Le ministre de la DGPM a dépassé les compétences juridiques pour annuler le concours d'inspecteur

L'ombudsman a transmis lundi au Premier ministre Ramush Haradinaj, ministre de l'Intérieur Flamur Sefaj, et chef de la direction de l'Inspection de police du Kosovo (IPK), Hilmi Mehmeti, avec des recommandations en raison de la décision de l'IPK, datée du 29 décembre 2017, d'annuler le processus de recrutement des inspecteurs, annoncé le 24 juillet....
L'ombudsman a transmis lundi au Premier ministre Ramush Haradinaj, ministre de l'Intérieur Flamur Sefaj, et chef de la direction de l'Inspection de police du Kosovo (IPK), Hilmi Mehmeti, avec des recommandations en raison de la décision de l'IPK, datée du 29 décembre 2017, d'annuler le processus de recrutement des inspecteurs, annoncé le 24 juillet 2017.
Selon le rapport du Médiateur, l'affaire a été ouverte dans le cadre de la mission officielle du Médiateur, dans le but d'évaluer la décision du ministre de la Chambre des communes de suspendre la signature de contrats avec les candidats retenus dans le concours d'inspecteurs/enquêteurs de l'Inspection de police du Kosovo et la demande d'annulation complète de la procédure de recrutement.
“Dans le raisonnement donné par le ministre de la Chambre des communes pour suspendre la signature des contrats, la décision aurait été prise en raison des nombreuses plaintes qu'il et le premier ministre ont acceptées, par des candidats non sélectionnés dans le concours en question et est fondée sur l'article 10 de la loi no 03 L-128 pour l'audit interne, ainsi que sur l'article 9, paragraphe 1, alinéas 1.4, 1.5 et 16 de la règle no 02/2011 pour les domaines de responsabilité administrative du cabinet du premier ministre et des ministères.
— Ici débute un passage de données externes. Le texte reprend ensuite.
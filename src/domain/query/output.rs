//! Post-processing of raw model output
//!
//! Models are free to append a JSON object to their prose, either between
//! `<<<JSON_START>>>`/`<<<JSON_END>>>` markers, in a fenced `json` block, or bare. When one
//! is found the prose before it becomes the answer; otherwise the whole output is the answer
//! and any `Source N: ...` lines are collected as source snippets.

use once_cell::sync::Lazy;
use regex::Regex;
use serde_json::Value;

/// Longest source snippet kept, in characters
pub const MAX_SOURCE_CHARS: usize = 120;

const JSON_START: &str = "<<<JSON_START>>>";
const JSON_END: &str = "<<<JSON_END>>>";

static FENCED_JSON: Lazy<Regex> =
    Lazy::new(|| Regex::new(r"(?i)```json\s*(\{[\s\S]*?\})\s*```").unwrap());
static SOURCE_LINE: Lazy<Regex> =
    Lazy::new(|| Regex::new(r"(?i)Source\s*\d+\s*[:\-]\s*([^\n\r]+)").unwrap());

/// Model output split into its prose answer and optional structured part
#[derive(Debug, Clone, PartialEq)]
pub struct ModelOutput {
    pub answer: String,
    pub structured: Option<Value>,
    pub sources: Vec<String>,
}

impl ModelOutput {
    pub fn parse(raw: &str) -> Self {
        let Some((structured, start)) = find_json_object(raw) else {
            return Self {
                answer: raw.trim().to_string(),
                structured: None,
                sources: source_lines(raw),
            };
        };

        let mut answer = raw[..start].trim().to_string();
        if answer.is_empty() {
            answer = structured
                .get("answer")
                .and_then(Value::as_str)
                .map(|s| s.trim().to_string())
                .unwrap_or_default();
        }

        let sources = match structured.get("sources") {
            Some(Value::Array(items)) => items
                .iter()
                .map(|item| match item {
                    Value::String(s) => truncate_chars(s, MAX_SOURCE_CHARS),
                    other => truncate_chars(&other.to_string(), MAX_SOURCE_CHARS),
                })
                .collect(),
            _ => Vec::new(),
        };

        Self {
            answer,
            structured: Some(structured),
            sources,
        }
    }
}

/// First JSON object in `text` and the byte offset where the prose before it ends
fn find_json_object(text: &str) -> Option<(Value, usize)> {
    if let Some(s) = text.find(JSON_START).map(|i| i + JSON_START.len()) {
        if let Some(len) = text[s..].find(JSON_END) {
            let candidate = &text[s..s + len];
            if let Ok(value @ Value::Object(_)) = serde_json::from_str::<Value>(candidate.trim()) {
                return Some((value, s - JSON_START.len()));
            }
        }
    }

    if let Some(captures) = FENCED_JSON.captures(text) {
        let fence = captures.get(0)?;
        let body = captures.get(1)?;
        if let Ok(value) = serde_json::from_str::<Value>(body.as_str()) {
            return Some((value, fence.start()));
        }
    }

    let first = text.find('{')?;
    let mut stream = serde_json::Deserializer::from_str(&text[first..]).into_iter::<Value>();
    match stream.next() {
        Some(Ok(value @ Value::Object(_))) => Some((value, first)),
        _ => None,
    }
}

fn source_lines(text: &str) -> Vec<String> {
    SOURCE_LINE
        .captures_iter(text)
        .filter_map(|c| c.get(1))
        .map(|m| truncate_chars(m.as_str().trim(), MAX_SOURCE_CHARS))
        .collect()
}

pub(crate) fn truncate_chars(text: &str, max: usize) -> String {
    text.chars().take(max).collect()
}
Le ministre de la Chambre des communes n'a fourni aucune précision concernant la mise en œuvre ou la non-conformité des procédures américaines no 1/2017 concernant les conditions d'emploi et de travail des employés de l'IPK, dans le cadre desquelles le concours” a été annoncé, a déclaré le rapport du Médiateur.
Dans son rapport, l'ombudsman a analysé le soutien juridique dans lequel le ministre de la MPB est appelé dans le raisonnement donné et l'a jugé irréaliste dans le cas concret.
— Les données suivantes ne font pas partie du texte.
//! Embedding provider trait definition

use async_trait::async_trait;
use std::fmt::Debug;

use super::Embedding;
use crate::domain::DomainError;

/// Trait for embedding backends (Ollama, local hashing, etc.)
///
/// Implementations must be deterministic: the same model and text always produce the
/// same vector. Any failure to reach the backend is reported as `EmbeddingUnavailable`.
#[async_trait]
pub trait EmbeddingProvider: Send + Sync + Debug {
    /// Embed a batch of texts, preserving order
    async fn embed_batch(&self, texts: &[String]) -> Result<Vec<Embedding>, DomainError>;

    /// Embed a single text
    async fn embed(&self, text: &str) -> Result<Embedding, DomainError> {
        self.embed_batch(&[text.to_string()])
            .await?
            .into_iter()
            .next()
            .ok_or_else(|| DomainError::embedding_unavailable("backend returned no embedding"))
    }

    /// Get the provider name
    fn provider_name(&self) -> &'static str;

    /// Model identity, recorded in index checkpoints
    fn model_name(&self) -> &str;

    /// Vector dimensions, when known up front
    fn dimensions(&self) -> Option<usize>;
}

#[cfg(test)]
pub mod mock {
    use super::*;
    use std::sync::atomic::{AtomicUsize, Ordering};

    /// Deterministic bag-of-words embedder: each lowercase word adds weight to one
    /// bucket, so texts sharing words score higher under cosine similarity.
    #[derive(Debug)]
    pub struct MockEmbeddingProvider {
        dimensions: usize,
        model: String,
        error: Option<String>,
        calls: AtomicUsize,
    }

    impl MockEmbeddingProvider {
        pub fn new(dimensions: usize) -> Self {
            Self {
                dimensions,
                model: String::from("mock-embedding"),
                error: None,
                calls: AtomicUsize::new(0),
            }
        }

        pub fn with_model(mut self, model: impl Into<String>) -> Self {
            self.model = model.into();
            self
        }

        pub fn with_error(mut self, error: impl Into<String>) -> Self {
            self.error = Some(error.into());
            self
        }

        /// Number of `embed_batch` calls made so far
        pub fn calls(&self) -> usize {
            self.calls.load(Ordering::SeqCst)
        }

        pub fn vector_for(&self, text: &str) -> Vec<f32> {
            let mut vector = vec![0.0; self.dimensions];
            for word in text
                .split(|c: char| !c.is_alphanumeric())
                .filter(|w| !w.is_empty())
            {
                let hash = word
                    .to_lowercase()
                    .bytes()
                    .fold(17u64, |acc, b| acc.wrapping_mul(31).wrapping_add(b as u64));
                vector[(hash % self.dimensions as u64) as usize] += 1.0;
            }
            if vector.iter().all(|x| *x == 0.0) {
                vector[0] = 1.0;
            }
            vector
        }
    }

    #[async_trait]
    impl EmbeddingProvider for MockEmbeddingProvider {
        async fn embed_batch(&self, texts: &[String]) -> Result<Vec<Embedding>, DomainError> {
            self.calls.fetch_add(1, Ordering::SeqCst);

            if let Some(ref error) = self.error {
                return Err(DomainError::embedding_unavailable(error));
            }

            Ok(texts
                .iter()
                .map(|text| Embedding::new(self.vector_for(text)))
                .collect())
        }

        fn provider_name(&self) -> &'static str {
            "mock"
        }

        fn model_name(&self) -> &str {
            &self.model
        }

        fn dimensions(&self) -> Option<usize> {
            Some(self.dimensions)
        }
    }

    #[cfg(test)]
    mod tests {
        use super::*;

        #[tokio::test]
        async fn test_mock_provider_batch_preserves_order() {
            let provider = MockEmbeddingProvider::new(64);
            let texts = vec!["alpha".to_string(), "beta".to_string()];

            let embeddings = provider.embed_batch(&texts).await.unwrap();

            assert_eq!(embeddings.len(), 2);
            assert_eq!(embeddings[0].vector(), provider.vector_for("alpha"));
            assert_eq!(embeddings[1].vector(), provider.vector_for("beta"));
        }

        #[tokio::test]
        async fn test_mock_provider_error() {
            let provider = MockEmbeddingProvider::new(8).with_error("connection refused");

            let result = provider.embed("hello").await;

            assert!(matches!(
                result,
                Err(DomainError::EmbeddingUnavailable { .. })
            ));
            assert_eq!(provider.calls(), 1);
        }

        #[tokio::test]
        async fn test_deterministic_embeddings() {
            let provider = MockEmbeddingProvider::new(128);

            let first = provider.embed("Hello world").await.unwrap();
            let second = provider.embed("Hello world").await.unwrap();

            assert_eq!(first, second);
            assert_eq!(first.dimensions(), 128);
        }
    }
}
L'action de l'IKP “est fondée sur la loi sur l'Inspection de la police, qui la définit comme l'institution exécutive du MPB, indépendante de la police du Kosovo, qui fonctionne sous l'autorité du ministre et sous le contrôle et la supervision du chef de l'exécutif de l'IPK”.
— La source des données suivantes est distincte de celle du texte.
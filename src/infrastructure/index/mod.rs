//! Vector index infrastructure - in-memory store, HNSW graph and checkpoints

mod checkpoint;
mod config;
mod hnsw;
mod in_memory;

pub use checkpoint::{CheckpointManifest, IndexCheckpoint, FORMAT_VERSION};
pub use config::IndexConfig;
pub use in_memory::InMemoryVectorIndex;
De plus, dans son rapport, le Médiateur a estimé que la loi sur l'IPK avait clairement réparti les compétences du ministre avec le chef exécutif de l'IPK et que, par conséquent, celle-ci était le sujet responsable, ce qui devrait rendre possible l'emploi d'une organisation du personnel.
Le médiateur a estimé que la demande d'annulation de la procédure finalisée présentée par le ministre de la Chambre des communes constituait un dépassement de ses compétences juridiques, tout comme la décision du chef de l'exécutif d'annuler la procédure, selon la demande du ministre, constituait un dépassement des compétences juridiques du chef de l'exécutif et soulevait un ensemble de questions constitutionnelles et juridiques du point de vue des droits de l'homme et de l'état de droit.
“L'authentification populaire considère qu'avec l'annulation de la procédure de recrutement étant violée: Le principe de légitimité, article 4 (par. 1 et 2); Le principe d'objectivité et d'impartialité, articles 7; Le principe d'attente légitime et raisonnable, articles 8; Le principe de droit par des moyens juridiques, article 13 énoncé dans la loi sur la procédure administrative générale, qui constitue les principaux éléments d'une procédure régulière”, est mentionné dans le rapport du Médiateur.
Dans son rapport, le Médiateur a constaté que la décision d'annuler la procédure de recrutement montrait que les autorités n'étaient pas objectives et impartiales dans l'exercice de leurs fonctions, étant entendu qu'il y avait eu ingérence dans le droit des lauréats d'établir des relations de travail, garanti par l'article 49 de la Constitution.